Confrontado com uma dívida colossal de mais de 300 mil milhões de euros, o novo Governo, proveniente da esquerda radical, tenciona reembolsar integralmente o Banco Central Europeu (BCE), fazendo o primeiro pagamento a 20 de julho, adiantou ao La Repubblica.

Para a dívida ao Fundo Monetário Internacional e aos países, «nós propomos uma substituição por novos títulos, a taxas de mercado, atualmente muito baixas, com uma cláusula segundo a qual começaremos a reembolsar quando a Grécia registar um crescimento sólido», explicou.
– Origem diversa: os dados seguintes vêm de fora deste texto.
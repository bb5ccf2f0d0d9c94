// SPDX-License-Identifier: MIT
// Copyright (c) 2026 Agora

//! Keyed request cache.
//!
//! Each key holds at most one cached value. Concurrent callers for the same
//! key share a single in-flight fetch; a fetch that was superseded (by an
//! invalidation or a forced refetch) still answers its own caller but never
//! overwrites the cache.

use crate::api::ApiError;
use log::{debug, warn};
use lru::LruCache;
use serde::{Deserialize, Serialize};
use std::fmt;
use std::num::NonZeroUsize;
use std::sync::atomic::{AtomicU64, Ordering};
use std::sync::{Arc, Condvar, Mutex, MutexGuard};
use std::time::{Duration, Instant};

#[derive(Debug, Clone, Copy, PartialEq, Eq, Hash)]
pub enum QueryKey {
    ParkingLots,
    ParkingLotDetail(i64),
    ProjectByParkingLot(i64),
}

#[derive(Debug, Clone, Copy, PartialEq, Eq, Hash)]
pub enum QueryScope {
    ParkingLots,
    Projects,
}

impl QueryKey {
    pub fn scope(&self) -> QueryScope {
        match self {
            QueryKey::ParkingLots | QueryKey::ParkingLotDetail(_) => QueryScope::ParkingLots,
            QueryKey::ProjectByParkingLot(_) => QueryScope::Projects,
        }
    }
}

impl fmt::Display for QueryKey {
    fn fmt(&self, f: &mut fmt::Formatter<'_>) -> fmt::Result {
        match self {
            QueryKey::ParkingLots => write!(f, "parking-lots/list"),
            QueryKey::ParkingLotDetail(id) => write!(f, "parking-lots/detail/{}", id),
            QueryKey::ProjectByParkingLot(id) => write!(f, "projects/by-parking-lot/{}", id),
        }
    }
}

#[derive(Debug, Clone, Copy, PartialEq, Serialize, Deserialize)]
#[serde(default)]
pub struct QueryOptions {
    /// How long a fetched value is served without refetching.
    #[serde(with = "secs")]
    pub stale_time: Duration,
    /// Extra attempts for retryable failures.
    pub retries: u32,
    #[serde(with = "secs")]
    pub retry_delay: Duration,
    pub capacity: usize,
}

impl Default for QueryOptions {
    fn default() -> Self {
        Self {
            stale_time: Duration::from_secs(60),
            retries: 2,
            retry_delay: Duration::from_millis(500),
            capacity: 256,
        }
    }
}

mod secs {
    use serde::{Deserialize, Deserializer, Serializer};
    use std::time::Duration;

    pub fn serialize<S: Serializer>(value: &Duration, serializer: S) -> Result<S::Ok, S::Error> {
        serializer.serialize_f64(value.as_secs_f64())
    }

    pub fn deserialize<'de, D: Deserializer<'de>>(deserializer: D) -> Result<Duration, D::Error> {
        let secs = f64::deserialize(deserializer)?;
        Duration::try_from_secs_f64(secs).map_err(serde::de::Error::custom)
    }
}

struct Slot<V> {
    value: Option<Arc<V>>,
    fetched_at: Option<Instant>,
    stale: bool,
    /// Reassigned from the cache-wide counter for every fetch issued and
    /// every invalidation, so an evicted key never hands out a number twice.
    generation: u64,
    in_flight: Option<u64>,
}

impl<V> Slot<V> {
    fn new() -> Self {
        Self {
            value: None,
            fetched_at: None,
            stale: false,
            generation: 0,
            in_flight: None,
        }
    }

    fn fresh_value(&self, stale_time: Duration) -> Option<Arc<V>> {
        if self.stale {
            return None;
        }
        let fetched_at = self.fetched_at?;
        if fetched_at.elapsed() > stale_time {
            return None;
        }
        self.value.clone()
    }
}

enum Step<V> {
    Hit(Arc<V>),
    Wait,
    Fetch(u64),
}

pub struct QueryCache<V> {
    slots: Mutex<LruCache<QueryKey, Slot<V>>>,
    settled: Condvar,
    generations: AtomicU64,
    options: QueryOptions,
}

/// Releases the in-flight claim on a key when a fetch ends, including by
/// panic, so waiters are never left blocked.
struct InFlight<'a, V> {
    cache: &'a QueryCache<V>,
    key: QueryKey,
    generation: u64,
}

impl<V> Drop for InFlight<'_, V> {
    fn drop(&mut self) {
        let mut slots = self.cache.lock();
        if let Some(slot) = slots.peek_mut(&self.key) {
            if slot.in_flight == Some(self.generation) {
                slot.in_flight = None;
            }
        }
        drop(slots);
        self.cache.settled.notify_all();
    }
}

impl<V> QueryCache<V> {
    pub fn new(options: QueryOptions) -> Self {
        let capacity = NonZeroUsize::new(options.capacity).unwrap_or(NonZeroUsize::MIN);
        Self {
            slots: Mutex::new(LruCache::new(capacity)),
            settled: Condvar::new(),
            generations: AtomicU64::new(0),
            options,
        }
    }

    pub fn options(&self) -> &QueryOptions {
        &self.options
    }

    fn next_generation(&self) -> u64 {
        self.generations.fetch_add(1, Ordering::Relaxed) + 1
    }

    fn lock(&self) -> MutexGuard<'_, LruCache<QueryKey, Slot<V>>> {
        // Fetchers run outside the lock.
        self.slots.lock().unwrap_or_else(|poisoned| poisoned.into_inner())
    }

    /// Cached value for `key`, stale or not, without fetching.
    pub fn get(&self, key: &QueryKey) -> Option<Arc<V>> {
        self.lock().peek(key).and_then(|slot| slot.value.clone())
    }

    pub fn is_fresh(&self, key: &QueryKey) -> bool {
        self.lock()
            .peek(key)
            .and_then(|slot| slot.fresh_value(self.options.stale_time))
            .is_some()
    }

    /// Returns the cached value when fresh, otherwise runs `fetcher` (or waits
    /// for an identical request already in flight).
    pub fn fetch<F>(&self, key: QueryKey, mut fetcher: F) -> Result<Arc<V>, ApiError>
    where
        F: FnMut() -> Result<V, ApiError>,
    {
        let generation = {
            let mut slots = self.lock();
            loop {
                match self.step(&mut slots, key) {
                    Step::Hit(value) => {
                        debug!("Query cache hit — key={}", key);
                        return Ok(value);
                    }
                    Step::Wait => {
                        debug!("Query in flight, waiting — key={}", key);
                        slots = self
                            .settled
                            .wait(slots)
                            .unwrap_or_else(|poisoned| poisoned.into_inner());
                    }
                    Step::Fetch(generation) => break generation,
                }
            }
        };

        self.run(key, generation, &mut fetcher)
    }

    /// Fetches `key` even if a fresh value is cached; supersedes any request
    /// already in flight for it.
    pub fn refetch<F>(&self, key: QueryKey, mut fetcher: F) -> Result<Arc<V>, ApiError>
    where
        F: FnMut() -> Result<V, ApiError>,
    {
        let generation = {
            let mut slots = self.lock();
            let generation = self.next_generation();
            let slot = slots.get_or_insert_mut(key, Slot::new);
            slot.generation = generation;
            slot.in_flight = Some(generation);
            generation
        };
        self.run(key, generation, &mut fetcher)
    }

    /// Marks `key` stale; the next `fetch` goes to the network and any
    /// request already in flight will not be stored.
    pub fn invalidate(&self, key: &QueryKey) {
        let mut slots = self.lock();
        if let Some(slot) = slots.peek_mut(key) {
            slot.stale = true;
            slot.generation = self.next_generation();
            slot.in_flight = None;
            debug!("Query invalidated — key={}", key);
        }
        drop(slots);
        self.settled.notify_all();
    }

    pub fn invalidate_scope(&self, scope: QueryScope) {
        let mut slots = self.lock();
        let mut count = 0usize;
        for (key, slot) in slots.iter_mut() {
            if key.scope() == scope {
                slot.stale = true;
                slot.generation = self.next_generation();
                slot.in_flight = None;
                count += 1;
            }
        }
        drop(slots);
        debug!("Query scope invalidated — scope={:?} entries={}", scope, count);
        self.settled.notify_all();
    }

    pub fn clear(&self) {
        self.lock().clear();
        self.settled.notify_all();
    }

    fn step(&self, slots: &mut LruCache<QueryKey, Slot<V>>, key: QueryKey) -> Step<V> {
        let slot = slots.get_or_insert_mut(key, Slot::new);
        if let Some(value) = slot.fresh_value(self.options.stale_time) {
            return Step::Hit(value);
        }
        if slot.in_flight.is_some() {
            return Step::Wait;
        }
        let generation = self.next_generation();
        slot.generation = generation;
        slot.in_flight = Some(generation);
        Step::Fetch(generation)
    }

    fn run<F>(&self, key: QueryKey, generation: u64, fetcher: &mut F) -> Result<Arc<V>, ApiError>
    where
        F: FnMut() -> Result<V, ApiError>,
    {
        let claim = InFlight {
            cache: self,
            key,
            generation,
        };
        let value = Arc::new(self.fetch_with_retry(key, fetcher)?);

        let mut slots = self.lock();
        match slots.peek_mut(&key) {
            Some(slot) if slot.generation == generation => {
                slot.value = Some(Arc::clone(&value));
                slot.fetched_at = Some(Instant::now());
                slot.stale = false;
                slot.in_flight = None;
            }
            _ => debug!(
                "Discarding superseded query result — key={} generation={}",
                key, generation
            ),
        }
        drop(slots);
        drop(claim);
        Ok(value)
    }

    fn fetch_with_retry<F>(&self, key: QueryKey, fetcher: &mut F) -> Result<V, ApiError>
    where
        F: FnMut() -> Result<V, ApiError>,
    {
        let mut attempt = 0u32;
        loop {
            match fetcher() {
                Ok(value) => return Ok(value),
                Err(err) if err.is_retryable() && attempt < self.options.retries => {
                    attempt += 1;
                    let delay = self.options.retry_delay * attempt;
                    warn!(
                        "Query failed, retrying — key={} attempt={} delay_ms={} error={}",
                        key,
                        attempt,
                        delay.as_millis(),
                        err
                    );
                    std::thread::sleep(delay);
                }
                Err(err) => return Err(err),
            }
        }
    }
}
«Também começámos negociações com o FMI. Não percebo porque é que não haveria de aceitar um adiamento como faz sempre em casos deste tipo», adiantou o ministro, atualmente em digressão em várias capitais europeias.

Varufakis referiu ainda ao Il Messaggero, que além das seis semanas, a Grécia pede «a possibilidade de fazer reformas socialmente compatíveis, a aceitação do facto que as propostas e as soluções devem, antes de tudo, visar uma resolução da crise humanitária, e a tomada de consciência que a crise da Grécia é acima de tudo uma crise europeia».
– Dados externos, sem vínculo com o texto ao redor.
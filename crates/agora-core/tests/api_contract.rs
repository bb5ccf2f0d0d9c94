// SPDX-License-Identifier: MIT
// Copyright (c) 2026 Agora
//
// Status-code contracts of the fetch layer against an in-process backend.

mod support;

use agora_core::{ApiClient, ApiError};
use serde_json::json;
use std::time::Duration;
use support::{lot_json, not_found, project_json, MockBackend};

fn client(backend: &MockBackend) -> ApiClient {
    ApiClient::new(&backend.base, Duration::from_secs(5)).unwrap()
}

#[test]
fn test_list_parking_lots_decodes_records() {
    let backend = MockBackend::start(|req| match req.path.as_str() {
        "/parking-lots/" => (
            200,
            json!([lot_json(1, Some(true), Some(80.0), None), lot_json(2, None, Some(10.0), Some(30))])
                .to_string(),
        ),
        _ => not_found("Not Found"),
    });

    let lots = client(&backend).list_parking_lots().unwrap();
    assert_eq!(lots.len(), 2);
    assert_eq!(lots[0].name, "Lot 1");
    assert!(lots[0].is_available());
    assert_eq!(lots[1].underutilized_hours, Some(30));
    assert_eq!(backend.hits("GET /parking-lots/"), 1);
}

#[test]
fn test_list_parking_lots_non_2xx_is_http_error() {
    let backend = MockBackend::start(|_| (500, json!({"detail": "database offline"}).to_string()));

    match client(&backend).list_parking_lots() {
        Err(ApiError::Http { status, message }) => {
            assert_eq!(status, 500);
            assert_eq!(message, "database offline");
        }
        other => panic!("expected HTTP error, got {:?}", other),
    }
}

#[test]
fn test_get_parking_lot_missing_is_not_found() {
    let backend = MockBackend::start(|_| not_found("Parking lot not found"));

    let err = client(&backend).get_parking_lot(999).unwrap_err();
    assert!(err.is_not_found());
    assert_eq!(err.user_message(), "Parking lot not found.");
    assert_eq!(backend.hits("GET /parking-lots/999"), 1);
}

#[test]
fn test_get_parking_lot_other_failure_is_http_error() {
    let backend = MockBackend::start(|_| (403, String::new()));

    let err = client(&backend).get_parking_lot(3).unwrap_err();
    assert!(matches!(err, ApiError::Http { status: 403, .. }));
}

#[test]
fn test_get_parking_lot_with_parcel() {
    let backend = MockBackend::start(|req| {
        if req.path == "/parking-lots/4" {
            let mut lot = lot_json(4, Some(true), Some(25.0), Some(60));
            lot["parcel"] = json!({
                "id": 11, "parking_lot_id": 4, "apn": "123-456", "address": "4 Congress Ave",
                "county": "Travis", "state": "TX", "owner_name": "Congress Partners LLC",
                "owner_type": "llc", "is_likely_commercial": true, "geometry": null,
                "rentability_score": 81, "rentability_notes": ["Commercial owner"]
            });
            (200, lot.to_string())
        } else {
            not_found("Not Found")
        }
    });

    let detail = client(&backend).get_parking_lot(4).unwrap();
    assert_eq!(detail.id, 4);
    let parcel = detail.parcel.as_ref().unwrap();
    assert_eq!(parcel.apn, "123-456");
    assert_eq!(parcel.rentability_notes.as_deref(), Some(&["Commercial owner".to_string()][..]));
}

#[test]
fn test_project_lookup_404_means_no_project() {
    let backend = MockBackend::start(|req| match req.path.as_str() {
        "/projects/by-parking-lot/5" => not_found("No project for this parking lot"),
        "/projects/by-parking-lot/6" => (200, project_json(1, 6).to_string()),
        _ => (500, String::new()),
    });
    let api = client(&backend);

    assert_eq!(api.get_project_for_parking_lot(5).unwrap(), None);
    let project = api.get_project_for_parking_lot(6).unwrap().unwrap();
    assert_eq!(project.status.as_deref(), Some("pending"));
    assert!(api.get_project_for_parking_lot(7).is_err());
}

#[test]
fn test_request_project_posts_lot_id() {
    let backend = MockBackend::start(|req| {
        if req.method == "POST" && req.path == "/projects/request" {
            let body: serde_json::Value = serde_json::from_str(&req.body).unwrap();
            let lot_id = body["parking_lot_id"].as_i64().unwrap();
            (201, project_json(9, lot_id).to_string())
        } else {
            (405, String::new())
        }
    });

    let project = client(&backend).request_project(5).unwrap();
    assert_eq!(project.id, 9);
    assert_eq!(project.name, "Lot 5");
    assert_eq!(backend.hits("POST /projects/request"), 1);
}

#[test]
fn test_request_project_carries_server_message() {
    let backend = MockBackend::start(|_| {
        (
            400,
            json!({"detail": "A project already exists for this parking lot"}).to_string(),
        )
    });

    let err = client(&backend).request_project(5).unwrap_err();
    match &err {
        ApiError::Http { status, message } => {
            assert_eq!(*status, 400);
            assert_eq!(message, "A project already exists for this parking lot");
        }
        other => panic!("expected HTTP error, got {:?}", other),
    }
    assert_eq!(err.user_message(), "A project already exists for this parking lot");
}

#[test]
fn test_malformed_json_is_decode_error() {
    let backend = MockBackend::start(|_| (200, "{\"id\": ".to_string()));

    let err = client(&backend).list_parking_lots().unwrap_err();
    assert!(matches!(err, ApiError::Decode { .. }));
    assert!(!err.is_retryable());
}

#[test]
fn test_unreachable_backend_is_transport_error() {
    let api = ApiClient::new("http://127.0.0.1:9/api", Duration::from_millis(500)).unwrap();
    let err = api.list_parking_lots().unwrap_err();
    assert!(matches!(err, ApiError::Transport(_)));
    assert!(err.is_retryable());
}

#[test]
fn test_sync_user_sends_bearer_token() {
    let backend = MockBackend::start(|req| {
        if req.path == "/users/me" && req.authorization.as_deref() == Some("Bearer wallet-token") {
            (200, json!({"id": 1}).to_string())
        } else {
            (401, json!({"detail": "Not authenticated"}).to_string())
        }
    });
    let api = client(&backend);

    api.sync_user("wallet-token").unwrap();
    let err = api.sync_user("other").unwrap_err();
    assert!(matches!(err, ApiError::Http { status: 401, .. }));
}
Varufakis, que esteve na terça-feira em Roma, encontrou-se esta quarta-feira com o presidente do BCE, Mario Draghi, e deverá reunir-se na quinta-feira em Berlim com o homólogo alemão, Wolfgang Schauble.

Em Roma, Varufakis explicou que a Grécia procurava reencontrar uma «estabilidade suficiente e um ritmo orçamental» que lhe permitam poder começar a debater com os seus parceiros europeus para concluir um «novo acordo a 01 de junho» com os países da zona euro, o FMI e o BCE.